Dataset excerpts:
◇ ◇ ◇ ◇ ◇

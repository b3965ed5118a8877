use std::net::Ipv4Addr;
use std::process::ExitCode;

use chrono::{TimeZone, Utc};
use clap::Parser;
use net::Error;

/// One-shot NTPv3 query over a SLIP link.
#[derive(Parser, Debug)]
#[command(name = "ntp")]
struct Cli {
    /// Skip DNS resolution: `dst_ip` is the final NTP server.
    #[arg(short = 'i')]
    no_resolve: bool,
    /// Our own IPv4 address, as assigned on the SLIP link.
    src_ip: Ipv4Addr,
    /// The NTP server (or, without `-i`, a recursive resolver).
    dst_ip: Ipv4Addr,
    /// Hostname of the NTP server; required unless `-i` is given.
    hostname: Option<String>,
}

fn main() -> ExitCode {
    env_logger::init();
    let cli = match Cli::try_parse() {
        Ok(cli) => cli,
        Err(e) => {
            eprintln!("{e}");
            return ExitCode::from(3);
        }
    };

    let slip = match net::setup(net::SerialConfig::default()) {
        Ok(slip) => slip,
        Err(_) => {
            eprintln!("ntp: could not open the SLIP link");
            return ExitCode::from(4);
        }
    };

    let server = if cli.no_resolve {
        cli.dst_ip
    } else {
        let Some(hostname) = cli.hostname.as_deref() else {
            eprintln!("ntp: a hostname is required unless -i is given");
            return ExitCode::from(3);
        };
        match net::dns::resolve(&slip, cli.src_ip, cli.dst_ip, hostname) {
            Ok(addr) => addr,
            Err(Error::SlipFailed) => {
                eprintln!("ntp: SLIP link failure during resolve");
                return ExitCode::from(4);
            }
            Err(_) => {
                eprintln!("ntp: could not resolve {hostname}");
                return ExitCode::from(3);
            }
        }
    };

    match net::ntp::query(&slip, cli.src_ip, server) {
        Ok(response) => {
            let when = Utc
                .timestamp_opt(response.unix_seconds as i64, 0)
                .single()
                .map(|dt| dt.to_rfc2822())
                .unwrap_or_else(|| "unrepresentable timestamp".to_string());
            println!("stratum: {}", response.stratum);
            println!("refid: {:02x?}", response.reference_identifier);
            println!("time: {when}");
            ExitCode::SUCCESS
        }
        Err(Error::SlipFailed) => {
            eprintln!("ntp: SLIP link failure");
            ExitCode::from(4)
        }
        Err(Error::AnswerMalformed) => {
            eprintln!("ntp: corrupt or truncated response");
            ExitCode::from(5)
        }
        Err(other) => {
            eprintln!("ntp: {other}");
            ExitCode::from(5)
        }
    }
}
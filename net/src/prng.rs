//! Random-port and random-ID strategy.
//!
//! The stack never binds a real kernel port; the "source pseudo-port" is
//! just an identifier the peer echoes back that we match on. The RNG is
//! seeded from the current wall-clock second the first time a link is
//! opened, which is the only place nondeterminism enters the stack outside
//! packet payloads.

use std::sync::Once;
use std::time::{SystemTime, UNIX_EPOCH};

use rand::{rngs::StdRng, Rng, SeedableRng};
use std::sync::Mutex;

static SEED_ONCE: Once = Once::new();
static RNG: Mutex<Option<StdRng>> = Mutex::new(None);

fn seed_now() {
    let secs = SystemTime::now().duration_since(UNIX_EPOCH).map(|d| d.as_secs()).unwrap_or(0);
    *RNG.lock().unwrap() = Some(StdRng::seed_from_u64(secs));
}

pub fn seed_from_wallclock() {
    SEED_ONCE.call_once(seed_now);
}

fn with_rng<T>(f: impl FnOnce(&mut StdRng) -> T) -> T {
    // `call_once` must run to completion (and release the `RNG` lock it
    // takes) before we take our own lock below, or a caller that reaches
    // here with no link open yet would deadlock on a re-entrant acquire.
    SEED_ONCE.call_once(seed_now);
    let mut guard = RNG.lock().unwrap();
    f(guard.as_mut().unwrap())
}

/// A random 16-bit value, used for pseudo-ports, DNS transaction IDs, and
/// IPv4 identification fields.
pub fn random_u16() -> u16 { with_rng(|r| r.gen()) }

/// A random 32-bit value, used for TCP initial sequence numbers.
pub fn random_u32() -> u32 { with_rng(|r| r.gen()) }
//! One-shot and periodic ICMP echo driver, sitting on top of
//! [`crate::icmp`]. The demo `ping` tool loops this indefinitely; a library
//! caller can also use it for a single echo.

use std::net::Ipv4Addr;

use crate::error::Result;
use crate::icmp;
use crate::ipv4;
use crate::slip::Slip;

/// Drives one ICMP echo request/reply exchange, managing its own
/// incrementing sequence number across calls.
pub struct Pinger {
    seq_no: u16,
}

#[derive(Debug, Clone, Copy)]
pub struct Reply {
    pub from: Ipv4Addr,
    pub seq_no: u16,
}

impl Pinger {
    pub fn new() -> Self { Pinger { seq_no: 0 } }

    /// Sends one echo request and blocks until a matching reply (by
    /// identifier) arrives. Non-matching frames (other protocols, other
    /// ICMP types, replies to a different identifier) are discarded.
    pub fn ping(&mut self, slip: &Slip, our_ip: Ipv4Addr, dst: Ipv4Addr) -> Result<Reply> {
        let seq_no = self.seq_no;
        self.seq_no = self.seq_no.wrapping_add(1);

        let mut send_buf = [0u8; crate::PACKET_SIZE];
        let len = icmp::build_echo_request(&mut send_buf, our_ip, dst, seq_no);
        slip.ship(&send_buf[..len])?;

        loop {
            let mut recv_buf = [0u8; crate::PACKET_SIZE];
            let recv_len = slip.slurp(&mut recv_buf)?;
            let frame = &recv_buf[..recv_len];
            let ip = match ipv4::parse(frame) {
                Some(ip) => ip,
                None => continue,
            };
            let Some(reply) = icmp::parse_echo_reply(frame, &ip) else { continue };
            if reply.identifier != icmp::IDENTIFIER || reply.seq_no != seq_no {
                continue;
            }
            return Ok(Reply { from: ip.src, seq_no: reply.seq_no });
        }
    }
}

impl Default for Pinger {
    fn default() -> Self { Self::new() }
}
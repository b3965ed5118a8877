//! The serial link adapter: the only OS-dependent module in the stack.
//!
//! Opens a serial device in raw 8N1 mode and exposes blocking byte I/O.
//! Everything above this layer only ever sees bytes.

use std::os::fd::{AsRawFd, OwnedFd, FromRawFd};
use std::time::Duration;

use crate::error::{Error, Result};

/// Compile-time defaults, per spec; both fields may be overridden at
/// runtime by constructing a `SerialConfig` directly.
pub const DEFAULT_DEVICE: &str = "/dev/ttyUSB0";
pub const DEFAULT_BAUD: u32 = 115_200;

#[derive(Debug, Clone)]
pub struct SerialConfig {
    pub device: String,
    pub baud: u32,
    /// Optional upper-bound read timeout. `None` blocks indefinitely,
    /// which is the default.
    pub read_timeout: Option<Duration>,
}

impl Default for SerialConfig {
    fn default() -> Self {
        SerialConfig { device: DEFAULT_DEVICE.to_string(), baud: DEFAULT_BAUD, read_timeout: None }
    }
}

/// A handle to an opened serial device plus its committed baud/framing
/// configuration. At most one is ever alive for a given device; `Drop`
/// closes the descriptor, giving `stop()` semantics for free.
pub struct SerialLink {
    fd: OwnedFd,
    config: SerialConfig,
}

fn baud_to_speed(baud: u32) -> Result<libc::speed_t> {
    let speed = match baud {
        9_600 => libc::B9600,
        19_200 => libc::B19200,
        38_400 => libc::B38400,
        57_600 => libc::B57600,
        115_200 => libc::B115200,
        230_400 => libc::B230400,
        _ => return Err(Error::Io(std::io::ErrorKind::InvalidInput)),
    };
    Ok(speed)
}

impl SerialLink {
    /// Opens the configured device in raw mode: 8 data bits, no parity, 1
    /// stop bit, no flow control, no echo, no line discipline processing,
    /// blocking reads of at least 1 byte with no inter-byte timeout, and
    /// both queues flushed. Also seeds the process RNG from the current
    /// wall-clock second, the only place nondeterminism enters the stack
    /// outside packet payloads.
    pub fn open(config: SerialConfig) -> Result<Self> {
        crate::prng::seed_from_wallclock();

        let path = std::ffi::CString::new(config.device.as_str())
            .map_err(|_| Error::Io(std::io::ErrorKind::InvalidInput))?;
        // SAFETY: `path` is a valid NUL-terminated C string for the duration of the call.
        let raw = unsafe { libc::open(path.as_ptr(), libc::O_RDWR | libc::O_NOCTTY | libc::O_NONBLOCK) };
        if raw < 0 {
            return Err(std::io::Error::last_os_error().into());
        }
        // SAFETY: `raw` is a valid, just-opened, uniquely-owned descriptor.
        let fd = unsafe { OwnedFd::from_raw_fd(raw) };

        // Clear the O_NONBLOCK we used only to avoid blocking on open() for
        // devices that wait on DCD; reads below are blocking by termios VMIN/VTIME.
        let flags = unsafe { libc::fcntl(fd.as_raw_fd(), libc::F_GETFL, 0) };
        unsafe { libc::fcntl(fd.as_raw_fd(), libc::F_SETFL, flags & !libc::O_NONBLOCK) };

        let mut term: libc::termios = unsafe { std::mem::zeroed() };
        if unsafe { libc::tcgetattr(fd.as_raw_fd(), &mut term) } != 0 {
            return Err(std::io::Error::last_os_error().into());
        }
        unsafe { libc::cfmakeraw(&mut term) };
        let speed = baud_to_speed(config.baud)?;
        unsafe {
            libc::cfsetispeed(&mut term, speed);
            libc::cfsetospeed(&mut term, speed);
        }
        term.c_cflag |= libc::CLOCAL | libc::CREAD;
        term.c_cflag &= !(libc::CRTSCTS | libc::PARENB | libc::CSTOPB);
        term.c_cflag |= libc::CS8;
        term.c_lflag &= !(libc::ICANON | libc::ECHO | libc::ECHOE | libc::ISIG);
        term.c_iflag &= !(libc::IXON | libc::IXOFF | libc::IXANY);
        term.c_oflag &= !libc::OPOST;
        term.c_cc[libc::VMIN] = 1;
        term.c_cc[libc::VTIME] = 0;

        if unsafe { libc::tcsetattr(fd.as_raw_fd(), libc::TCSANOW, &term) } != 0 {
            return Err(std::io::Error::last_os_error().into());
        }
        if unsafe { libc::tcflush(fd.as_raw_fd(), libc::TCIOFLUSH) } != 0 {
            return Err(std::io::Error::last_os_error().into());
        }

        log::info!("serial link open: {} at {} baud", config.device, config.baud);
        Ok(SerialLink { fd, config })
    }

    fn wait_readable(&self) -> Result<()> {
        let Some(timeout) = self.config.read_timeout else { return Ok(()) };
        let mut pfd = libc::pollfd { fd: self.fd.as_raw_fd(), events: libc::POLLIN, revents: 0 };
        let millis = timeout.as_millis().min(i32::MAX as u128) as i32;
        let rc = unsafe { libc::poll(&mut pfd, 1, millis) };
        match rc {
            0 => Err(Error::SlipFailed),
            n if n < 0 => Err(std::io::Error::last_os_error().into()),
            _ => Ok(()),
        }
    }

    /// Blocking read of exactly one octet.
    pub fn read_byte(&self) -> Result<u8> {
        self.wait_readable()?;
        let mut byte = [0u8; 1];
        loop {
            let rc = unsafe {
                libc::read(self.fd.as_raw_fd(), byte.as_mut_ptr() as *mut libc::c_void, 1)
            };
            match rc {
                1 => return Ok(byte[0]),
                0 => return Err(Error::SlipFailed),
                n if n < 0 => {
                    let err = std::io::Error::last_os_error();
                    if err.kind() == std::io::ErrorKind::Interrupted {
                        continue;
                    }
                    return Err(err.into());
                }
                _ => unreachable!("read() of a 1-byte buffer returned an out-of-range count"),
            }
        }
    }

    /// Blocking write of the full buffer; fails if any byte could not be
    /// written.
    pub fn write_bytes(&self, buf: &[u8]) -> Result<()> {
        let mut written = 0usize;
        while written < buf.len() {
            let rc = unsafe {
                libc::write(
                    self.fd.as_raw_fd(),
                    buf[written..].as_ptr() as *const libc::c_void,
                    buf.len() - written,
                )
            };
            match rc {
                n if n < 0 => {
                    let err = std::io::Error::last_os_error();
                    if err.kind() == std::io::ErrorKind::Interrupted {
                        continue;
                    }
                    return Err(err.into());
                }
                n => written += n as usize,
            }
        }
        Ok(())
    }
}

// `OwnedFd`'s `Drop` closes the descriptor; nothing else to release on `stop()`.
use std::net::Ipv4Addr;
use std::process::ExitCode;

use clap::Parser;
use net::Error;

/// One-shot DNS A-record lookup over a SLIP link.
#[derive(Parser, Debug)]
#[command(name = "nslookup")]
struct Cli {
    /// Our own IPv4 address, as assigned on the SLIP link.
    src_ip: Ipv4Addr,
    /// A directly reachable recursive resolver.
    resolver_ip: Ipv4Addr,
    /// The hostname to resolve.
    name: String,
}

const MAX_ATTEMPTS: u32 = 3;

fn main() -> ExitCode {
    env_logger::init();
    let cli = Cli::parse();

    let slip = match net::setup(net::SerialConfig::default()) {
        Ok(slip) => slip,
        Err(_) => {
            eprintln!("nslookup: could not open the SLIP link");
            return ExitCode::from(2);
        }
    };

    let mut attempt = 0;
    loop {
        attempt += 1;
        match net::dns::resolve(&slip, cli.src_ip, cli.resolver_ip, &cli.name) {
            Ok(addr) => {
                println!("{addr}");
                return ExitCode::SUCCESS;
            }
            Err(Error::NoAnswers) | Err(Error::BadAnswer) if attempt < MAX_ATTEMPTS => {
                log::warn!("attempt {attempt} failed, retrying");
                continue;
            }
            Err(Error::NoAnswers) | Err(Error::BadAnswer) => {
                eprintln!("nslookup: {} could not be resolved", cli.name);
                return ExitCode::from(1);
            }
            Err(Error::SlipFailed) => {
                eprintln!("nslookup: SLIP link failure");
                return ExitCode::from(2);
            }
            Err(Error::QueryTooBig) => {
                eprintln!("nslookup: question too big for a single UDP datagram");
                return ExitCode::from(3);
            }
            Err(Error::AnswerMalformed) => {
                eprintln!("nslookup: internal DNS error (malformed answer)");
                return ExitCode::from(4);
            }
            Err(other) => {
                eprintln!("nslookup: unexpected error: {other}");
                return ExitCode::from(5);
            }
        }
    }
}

◇ ◇ ◇ ◇ ◇

__Activity__. Check the data above and report how many lines include the word "mode", using a bare number.

__Answer__. 2